Manager Jim Gavin was certainly glad to have him, although whatever hopes Brady had of impacting on the 2013 championship ended before it began, when he ruptured his cruciate knee ligament (for the second time, actually) at the beginning of June.

Slow recovery

Only now – as Dublin look to win a third successive Allianz Football League title – can Brady feel as if his switch to football has been justified, his patience, and persistence, paying off.

He’s featured in all of Dublin’s league matches so far (scoring 0-7), starting at either right-half forward or midfield, or else coming off the bench (as he did for the last two games, both against Monaghan).

Part of Brady’s appeal to Gavin is this versatility, and also the defensive sense that he’d brought from hurling.

Brady himself admits he probably prefers midfield, and may well up end up there over course of the summer. Indeed Dublin have tried six different midfield partnerships in their eight league games, Brady combining with Denis Bastick for one of them.

“I have probably played more football in the last few months than I have in the two years before that,” he admits. “That first year with the footballers (2013), I missed out on the championship, as I’d just torn the cruciate.

“Then last year I was just back sort of finding my feet. With other counties, you might get more of an opportunity, but you don’t really have the luxury with Dublin, because it’s so competitive in Dublin. You don’t get as much game time coming back from injury. This year I’ve a good 14 months of training under my belt so that’ll stand me in good stead coming into the summer.

“My preferred position would probably be midfield, or the half-forward line. Wherever the ball needs to be won. But there’s competition everywhere really, isn’t there? But every league campaign, when you’re trying to break into this team, is important.

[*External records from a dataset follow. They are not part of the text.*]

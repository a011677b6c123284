pub mod component;
pub mod config;
pub mod error;
pub mod layout;
pub mod templates;
pub mod types;

pub use component::{Component, ComponentKind, KindInfo, default_props, kind_catalog};
pub use config::load_site;
pub use error::{Error, Result};
pub use layout::LayoutDocument;
pub use templates::PageTemplate;
pub use types::*;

“I think this year, probably more than the last two years, guys have got an opportunity to stake a claim. And you can feel yourself getting sharper, and the skills are much more advanced than say they were this time last year. It’s purely down to staying injury free, and consistently training and playing games.”

Brady admits he still has a good relationship with the Dublin hurlers, and fully expects a big year from them, too. He also admits there are times he misses it. “I still have a lot of very good friends there (in Dublin hurling). They all seem to be on their toes. Ger Cunningham has come in, tried new things out and it seems to be working for the most part so far. The guys are really enjoying it. I’d always keep an eye out and keep in contact with a few of them regularly.

‘Big games’

For now Brady is entirely focused on Sunday’s league final showdown against Cork. Like most players he sounds a little jaded when asked about the defensive trends currently prevailing in football, although he doesn’t deny that’s what Dublin spend a little more time on these days.

“Really it is up to us to find a way to break it down. We’re working on it in training, trying to be creative, because we know we are going to involved in a couple of games this summer where there’ll be 13 men behind the ball.

‘Traditional style’

“At the same time we try and stick to the traditional style we play, open football. But we do look at it at certain moments in training, and play more defensive style games. Cork are probably the form team in the country this year, and most consistent,” he says. “They had some very tough fixtures in the league, four up the north. I think they have adapted their style of play and learned a lot of lessons from the Munster final last year. They are not as defensive as some teams, but they do bring some of their forwards back and try break at pace.”